The juxtaposition of posters in Kenya last month showing movie violence and election candidates mirrors the country’s past pattern of violence during elections.
Pokot woman
This Pokot woman has placed a beaded version of the Kenyan flag on top of her traditional tribal garb to emphasize her wish that Kenyans unite together in peace.

YESTERDAY 70% of Kenya went to the polls to vote for their new governors and next president, undaunted by blazing heat, long lines and nagging memories of the election violence Kenyans suffered 5 years ago. As I write this, only 40% of the votes have been counted and thus the winners are uncertain and violence could still be a sad outcome if results are disputed.

What is certain is that the last 5 years have prompted many efforts by Kenyans to move past their history of ethnic strife and become a country of diversity that honors peace. So many people I’ve met in Kenya over the last 5 years are now calling themselves “Kenyans” first and only later mentioning their tribal affiliation.

flag on tree
New peace effort to bring rivals together over a meal.

One such effort, witnessed in January this year by team members of the NWNL Lake Turkana Expedition, is the opening of a “Kitchen Without Borders” on the boundary of Turkana and Pokot Lands. Kitchen Without Borders, or “Cuisine Sans Frontieres,” is a global effort begun in Switzerland to encourage warring clans to begin the process of peace by simply sitting down together to eat.

cattle herder
A Pokot herder walks his herd towards Marich Pass.

The northern Kenyan Pokot and Turkana tribes, like too many others in Kenya and neighboring Sudan and Ethiopia, have been fighting for generations over grazing lands, livestock, water access and retribution for past offenses. The problem is obvious when one learns that the literal derivation of the word “rival” is “the person who wants access to the same water resource you use.”

checkers game
These Pokot are playing checkers with beer bottle tops.

In Orwa, on the road between Kapenguria (Pokot Country) and Lodwar (Turkana Country), a restaurant called “Calabash” has opened for local travelers, offering local food (much of which comes from their backyard garden), drink, lodging – or just a friendly game of checkers.

children
Playing fairly with others in games, as in life, is a skill to be learned while young.

At this roadside oasis, elders teach their youngsters how to play the traditional game of “bao,” in which each stone captured on the board represents the acquisition of a cow.

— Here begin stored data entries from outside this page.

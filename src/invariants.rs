//! Debug assertion macros for the cursor protocol invariants.
//!
//! Active only in debug builds; release builds compile them away. Each
//! macro is checked after a successful claim, where the confirmed head
//! value makes the bound sound (checking inside the claim loop would race
//! against same-role peers refreshing the head).

/// Assert that a producer claim stayed within its request and the free
/// slots that justified it, and that the free count itself was in range.
///
/// Bounds: `1 <= n <= len`, `n <= free <= capacity`.
macro_rules! debug_assert_claim_bounded {
    ($n:expr, $len:expr, $free:expr, $capacity:expr) => {
        debug_assert!(
            $n >= 1 && $n <= $len && $n <= $free && $free <= $capacity,
            "claim out of bounds: n={} len={} free={} capacity={}",
            $n,
            $len,
            $free,
            $capacity
        )
    };
}

/// Assert that a consumer claim stayed within its request and the ready
/// elements that justified it, and that the ready count itself was in
/// range (a ready count past capacity means a cursor overtook its bound).
macro_rules! debug_assert_drain_bounded {
    ($n:expr, $len:expr, $ready:expr, $capacity:expr) => {
        debug_assert!(
            $n >= 1 && $n <= $len && $n <= $ready && $ready <= $capacity,
            "drain out of bounds: n={} len={} ready={} capacity={}",
            $n,
            $len,
            $ready,
            $capacity
        )
    };
}

pub(crate) use debug_assert_claim_bounded;
pub(crate) use debug_assert_drain_bounded;
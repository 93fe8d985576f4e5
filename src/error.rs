use thiserror::Error;

/// Error types for ring operations.
///
/// `WouldBlock` is the only error expected during normal operation; the
/// `Invalid*` variants signal caller bugs and `OutOfMemory` an allocator
/// failure at construction.
#[derive(Debug, Clone, Copy, PartialEq, Eq, Error)]
pub enum RingError {
    /// The requested slot count is not a power of two in `2..=2^31`.
    #[error("slot count must be a power of two between 2 and 2^31, got {0}")]
    InvalidCapacity(u32),

    /// The element type is zero-sized.
    #[error("zero-sized element types are not supported")]
    InvalidElementSize,

    /// An empty slice (or one longer than `u32::MAX`) was passed to a
    /// transfer operation.
    #[error("transfer length must be between 1 and u32::MAX elements")]
    InvalidLength,

    /// The slot array could not be allocated.
    #[error("failed to allocate {bytes} bytes of slot storage")]
    OutOfMemory {
        /// Size of the attempted allocation.
        bytes: usize,
    },

    /// The ring is too full to push or too empty to pop. Expected under
    /// backpressure; retry after the opposite role makes progress.
    #[error("operation would block ({available} slots available)")]
    WouldBlock {
        /// Free slots observed by a failed push, ready elements observed
        /// by a failed pop. Advisory; may be stale on return.
        available: u32,
    },
}

impl RingError {
    /// Returns `true` for the backpressure outcome that a caller should
    /// retry rather than treat as a bug.
    #[inline]
    pub fn is_would_block(&self) -> bool {
        matches!(self, Self::WouldBlock { .. })
    }

    /// Returns `true` if this error reports invalid caller input.
    #[inline]
    pub fn is_invalid(&self) -> bool {
        matches!(
            self,
            Self::InvalidCapacity(_) | Self::InvalidElementSize | Self::InvalidLength
        )
    }
}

Hopefully old animosities will be unknown by these children; just as Kenyans today are hoping the past atrocities that accompanied their elections are now past history.

children
Shared relaxation between Kenyans of all tribes is a good first step in national unity and progress.

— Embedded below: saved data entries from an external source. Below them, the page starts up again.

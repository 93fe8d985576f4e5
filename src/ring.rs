use crate::invariants::{debug_assert_claim_bounded, debug_assert_drain_bounded};
use crate::{Backoff, Config, Flags, Metrics, MetricsSnapshot, RingError};
use crossbeam_utils::CachePadded;
use std::cell::UnsafeCell;
use std::fmt;
use std::hint;
use std::mem::{size_of, MaybeUninit};
use std::sync::atomic::{AtomicU32, Ordering};

// =============================================================================
// MEMORY ORDERING & SYNCHRONIZATION STRATEGY
// =============================================================================
//
// This MPMC ring buffer uses the classic four-cursor protocol: each role
// (producer, consumer) owns a `head` (reservation frontier) and a `tail`
// (publication frontier).
//
// ## Cursors (u32, monotonic)
//
// Cursors are unbounded 32-bit counters that wrap modulo 2^32, never modulo
// the slot count. The slot index is `cursor & mask`, computed only when
// touching the buffer. Storing masked cursors instead would break the count
// arithmetic whenever the counters straddle a wrap: with monotonic cursors,
// `a.wrapping_sub(b)` is the exact element count for any pair at most
// `slot_count - 1` apart, wrap or no wrap.
//
// ## Memory ordering protocol
//
// **Producer (push path):**
// 1. Load `prod.head` with Relaxed (only same-role actors race on it)
// 2. Load `cons.tail` with Acquire (pairs with the consumer's Release in
//    step 5 of pop: the slots we are about to overwrite were fully read)
// 3. CAS `prod.head` forward with Relaxed/Relaxed to claim `[head, head+n)`
// 4. Write elements into the claimed slots (plain stores)
// 5. Spin until `prod.tail` equals our claimed start, then store
//    `prod.tail = head + n` with Release (publishes step 4 to consumers)
//
// **Consumer (pop path):** symmetric, with `cons.*` and `prod.tail`
// exchanged, and reads instead of writes in step 4.
//
// The Relaxed CAS on the head is sufficient because the head is only read
// back by same-role actors, which retry on failure; no payload visibility
// hangs off it. The spin in step 5 loads the own tail with Acquire: the
// value it waits for was Release-stored by the previous claimant of the
// same role, so that claimant's payload accesses are ordered before our own
// Release store. A consumer's single Acquire load of `prod.tail` therefore
// observes every element published up to that cursor, regardless of which
// producer wrote it.
//
// ## Slot ownership
//
// Slots cycle through four states as the cursors pass them: free, claimed
// by a producer, published, claimed by a consumer, free again. The capacity
// check keeps `prod.head` from lapping `cons.tail`, so at any instant each
// slot has at most one writer and no concurrent reader. Each slot is its
// own `UnsafeCell`: distinct producers write distinct slots concurrently,
// and a whole-buffer cell would alias their mutable borrows.
//
// =============================================================================

/// Outcome of a successful bulk [`push`](Ring::push) or [`pop`](Ring::pop).
#[derive(Debug, Clone, Copy, PartialEq, Eq)]
pub struct Transfer {
    /// Number of elements actually transferred.
    pub count: u32,
    /// Snapshot of how many more elements the same call could have
    /// transferred: remaining free slots after a push, remaining ready
    /// elements after a pop. Advisory; may be stale on return.
    pub remaining: u32,
}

The Orwa peace effort, similar to other Kitchens Without Borders in South America, represents nothing political. Kenya’s Kitchens without Borders offers a low-key opportunity to share the daily basics of life for an afternoon. Sitting down for a meal and sharing some quiet moments offers a break from the dusty road. It’s a chance to relax and meet others who share the same road.

Those visionaries, who have created this roadside respite of camaraderie as an escape from anger and bitterness, cheerfully hand out ripe mangoes to all who pass by – as well as best wishes for one’s journey.

“If people can sit down to eat together, peace will come,” according to Rolf Gloor, our host in Kapenguria and founder of CABESI, a project offering alternative livelihoods to pastoralists who find their old traditions must adapt to future needs and climatic situations.

man with mangoes
The hope is that a welcome gift of mangoes can disarm AK-47s.